We melted down, and made our own fishing sinkers from this lead, or saved especially nice pieces which might have nearly perfect lead and intact and shiny brass jackets on the bullets that hit no stones in their passage through the sand. I almost lived out in this pit. We would disappear from home on our bicycles in the morning, come back for a quick bite of lunch and go back to our adventures in the pit and surrounding fields and forest from May to September, and during the weekends before and after that. Sometimes we would take lunches. . . Velveeta sandwiches with apple butter on them, and eat them in our wilderness. The rule was that I had to be home when the streetlights came on, or my Mom had a hated brass plated bell that she would ring if I was required at other times.

You could hear that bell, maybe not all the way to the gravel pit, but all over the neighborhood proper. . . “Dave, your Mom’s ringing the bell”, how many times I heard that, and really hated the stigma of being called home, by what I referred to as a cow bell.

To the west of the gravel pit, was a thick woods of unknown size. As far as I know, none of my friends ever reached the end of it. We certainly had no idea who owned it. There was a small sluggish stream which meandered through it. When I was 12 or 13, we started camping out in this little woods during the summer. Eggs, bacon or sausages, and potatoes, pop. . .occasionally someone would bring swisher sweet or rum soaked crook cigars, but never any alcohol or drugs. I don’t remember any tent. . .just our bicycles, a blanket or two, and a pillow was the extent of our camping equipment.

We would sleep on the ground, stay up late, cook our wilderness meal on a skillet over a wood fire bounded by stones found in the woods. . . We had BB guns, and pocket knives almost from the start. I remember my Mom or Dad. . . I don’t remember which or for what occasion, gave me a pocket knife when I was six. I precisely remember my age. I think it was the first day that I had it, I was whittling on a stick. . .and I cut my right thumb, at the joint where it attaches to the hand. I cut it pretty good. It could have used a stitch or two. I remember wrapping it in my handkerchief. . . I even remember the handkerchief design, it was kind of a purple/lavender plaid on the edge with a white center. . .now with bloody splotches in it. . .anyway, I remember wrapping my cut thumb up to stop the bleeding. I remember as handed the knife back to my Mom, telling her, “I guess I’m not old enough for this yet. . .”

I am looking at the faintly visible scar, on my right thumb, even as I type this some almost 52 years later. For some reason, I often don’t know my left from my right hand. If you ask me, I do not know automatically. If you tell me to go to the right, I might still catch myself looking at the scar on my thumb to tell. . . a thousand times or more, over the years, I’ve used that scar to identify my right hand.

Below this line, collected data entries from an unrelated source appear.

use crate::ast;
use indexmap::IndexMap;

/// A GraphQL input value, either written literally in an operation or bound
/// to a variable by the caller.
#[derive(Clone, Debug, PartialEq, serde::Deserialize, serde::Serialize)]
pub enum Value {
    Bool(bool),
    Enum(String),
    Float(f64),
    Int(i64),
    List(Vec<Value>),
    Null,
    Object(IndexMap<String, Value>),
    String(String),
    VarRef(String),
}
impl Value {
    pub fn as_str(&self) -> Option<&str> {
        if let Self::String(str) = self {
            Some(str.as_str())
        } else {
            None
        }
    }

    /// How this value's shape reads in a sentence, e.g. "an object".
    pub(crate) fn shape_name(&self) -> &'static str {
        match self {
            Self::Bool(_) => "a boolean",
            Self::Enum(_) => "an enum value",
            Self::Float(_) | Self::Int(_) => "a number",
            Self::List(_) => "an array",
            Self::Null => "null",
            Self::Object(_) => "an object",
            Self::String(_) => "a string",
            Self::VarRef(_) => "a variable",
        }
    }

    pub(crate) fn from_ast(ast_value: &ast::Value) -> Self {
        match ast_value {
            ast::Value::Variable(var_name) =>
                Value::VarRef(var_name.to_string()),

            // graphql-parser stores every integer literal as an i64.
            ast::Value::Int(number) =>
                Value::Int(number.as_i64().unwrap_or_default()),

            ast::Value::Float(value) =>
                Value::Float(*value),

            ast::Value::String(value) =>
                Value::String(value.to_string()),

            ast::Value::Boolean(value) =>
                Value::Bool(*value),

            ast::Value::Null =>
                Value::Null,

            ast::Value::Enum(value) =>
                Value::Enum(value.to_string()),

            ast::Value::List(values) =>
                Value::List(values.iter().map(Value::from_ast).collect()),

            ast::Value::Object(entries) =>
                Value::Object(entries.iter().map(|(key, ast_value)|
                    (key.to_string(), Value::from_ast(ast_value))
                ).collect()),
        }
    }

    /// Convert a JSON value (as a caller would bind to a variable) into a
    /// [`Value`].
    ///
    /// JSON has no enum or variable syntax, so the result never contains
    /// [`Value::Enum`] or [`Value::VarRef`]; enum values arrive as
    /// [`Value::String`].
    pub fn from_json(json: &serde_json::Value) -> Self {
        match json {
            serde_json::Value::Null => Value::Null,
            serde_json::Value::Bool(value) => Value::Bool(*value),
            serde_json::Value::Number(number) =>
                if let Some(int) = number.as_i64() {
                    Value::Int(int)
                } else {
                    Value::Float(number.as_f64().unwrap_or(f64::NAN))
                },
            serde_json::Value::String(value) => Value::String(value.to_string()),
            serde_json::Value::Array(values) =>
                Value::List(values.iter().map(Value::from_json).collect()),
            serde_json::Value::Object(entries) =>
                Value::Object(entries.iter().map(|(key, json)|
                    (key.to_string(), Value::from_json(json))
                ).collect()),
        }
    }
}
impl std::fmt::Display for Value {
    fn fmt(&self, f: &mut std::fmt::Formatter<'_>) -> std::fmt::Result {
        match self {
            Self::Bool(value) => write!(f, "{value}"),
            Self::Enum(value) => write!(f, "{value}"),
            Self::Float(value) => write!(f, "{value:?}"),
            Self::Int(value) => write!(f, "{value}"),
            Self::List(values) => {
                write!(f, "[")?;
                for (idx, value) in values.iter().enumerate() {
                    if idx > 0 {
                        write!(f, ", ")?;
                    }
                    write!(f, "{value}")?;
                }
                write!(f, "]")
            },
            Self::Null => write!(f, "null"),
            Self::Object(entries) => {
                write!(f, "{{")?;
                for (idx, (key, value)) in entries.iter().enumerate() {
                    if idx > 0 {
                        write!(f, ",")?;
                    }
                    write!(f, " {key}: {value}")?;
                }
                write!(f, " }}")
            },
            Self::String(value) => write!(f, "{value:?}"),
            Self::VarRef(name) => write!(f, "${name}"),
        }
    }
}
impl std::convert::From<&serde_json::Value> for Value {
    fn from(value: &serde_json::Value) -> Self {
        Self::from_json(value)
    }
}
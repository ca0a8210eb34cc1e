//! Database connection pool management
//!
//! Uses sqlx SqlitePool with explicit connection limits. Every connection
//! enforces foreign keys.

use std::str::FromStr;

use sqlx::sqlite::{SqliteConnectOptions, SqlitePoolOptions};
use sqlx::SqlitePool;

/// Default maximum connections for the pool.
pub const DEFAULT_MAX_CONNECTIONS: u32 = 5;

/// Default connection string: a file next to the working directory.
pub const DEFAULT_DATABASE_URL: &str = "sqlite://atletas.db";

/// Create a SQLite connection pool.
///
/// The database file is created if it does not exist.
///
/// # Example
///
/// ```ignore
/// let pool = create_pool("sqlite://atletas.db").await?;
/// ```
pub async fn create_pool(database_url: &str) -> Result<SqlitePool, sqlx::Error> {
    create_pool_with_options(database_url, DEFAULT_MAX_CONNECTIONS).await
}

/// Create a SQLite connection pool with custom options.
///
/// # Arguments
///
/// * `database_url` - SQLite connection string
/// * `max_connections` - Maximum number of connections in the pool
pub async fn create_pool_with_options(
    database_url: &str,
    max_connections: u32,
) -> Result<SqlitePool, sqlx::Error> {
    let options = SqliteConnectOptions::from_str(database_url)?
        .create_if_missing(true)
        .foreign_keys(true);

    SqlitePoolOptions::new()
        .max_connections(max_connections)
        .connect_with(options)
        .await
}

/// Create a pool over a private in-memory database.
///
/// Limited to a single connection that is never recycled: each SQLite
/// in-memory connection is its own database.
pub async fn create_in_memory_pool() -> Result<SqlitePool, sqlx::Error> {
    let options = SqliteConnectOptions::from_str("sqlite::memory:")?.foreign_keys(true);

    SqlitePoolOptions::new()
        .max_connections(1)
        .min_connections(1)
        .idle_timeout(None)
        .max_lifetime(None)
        .connect_with(options)
        .await
}
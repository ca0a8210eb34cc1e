//! HTTP server command
//!
//! Prepares the store and runs the athlete API until shutdown.

use anyhow::{Context, Result};
use clap::Parser;
use std::net::SocketAddr;

use workout_server::{run_server, DuplicateStatus, ServerConfig};

use super::{open_store, DatabaseArgs};

/// Arguments for the serve command
#[derive(Parser, Debug)]
pub struct ServeArgs {
    /// Address to bind to
    #[arg(long, short = 'b', default_value = "127.0.0.1:8000")]
    pub bind: SocketAddr,

    /// Allow permissive CORS (all origins) - use with caution
    #[arg(long)]
    pub cors_permissive: bool,

    /// Answer duplicate CPFs with 303 See Other instead of 409 Conflict
    #[arg(long)]
    pub legacy_duplicate_status: bool,

    #[command(flatten)]
    pub database: DatabaseArgs,
}

impl ServeArgs {
    fn server_config(&self) -> ServerConfig {
        ServerConfig {
            bind_addr: self.bind,
            cors_permissive: self.cors_permissive,
            duplicate_status: if self.legacy_duplicate_status {
                DuplicateStatus::Legacy
            } else {
                DuplicateStatus::Conflict
            },
        }
    }
}

/// Run the HTTP server
pub async fn run_serve(args: ServeArgs) -> Result<()> {
    tracing::info!("Starting workout server on {}", args.bind);

    let (pool, report) = open_store(&args.database).await?;
    if report.is_empty() {
        tracing::info!("Store already seeded");
    }

    // Run server (blocks until shutdown)
    run_server(pool, args.server_config())
        .await
        .context("Server error")?;

    Ok(())
}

We had .22 rifles we went plinking with. We shot trees. . . sometimes to my grief even then. . . birds (I shed tears once after unexpectedly hitting a bird in flight with my .22). . . more often we shot bottles, and tin cans. We used axes, hatchets, machetes, and slingshots. . . went swimming and camping and fishing and hunting. . . without any adult supervision. I lived on my bicycle. We had set boundaries which we were not to cross, and we didn’t cross them, but even at that often I was gone on my bicycle, from morning until the streetlights came on, and no disasters occurred.

I frequented a peat bog/swamp a mile or so from my house, when Bobby Adams my friend moved to that neighborhood. Oh we had so much fun out there. I spent one summer excavating the peat bog. Digging a hole by myself. Preserving specimens I found, pretending I was a paleontologist, collecting (in my mind) the ancient snail shells which were found in the peat abundantly.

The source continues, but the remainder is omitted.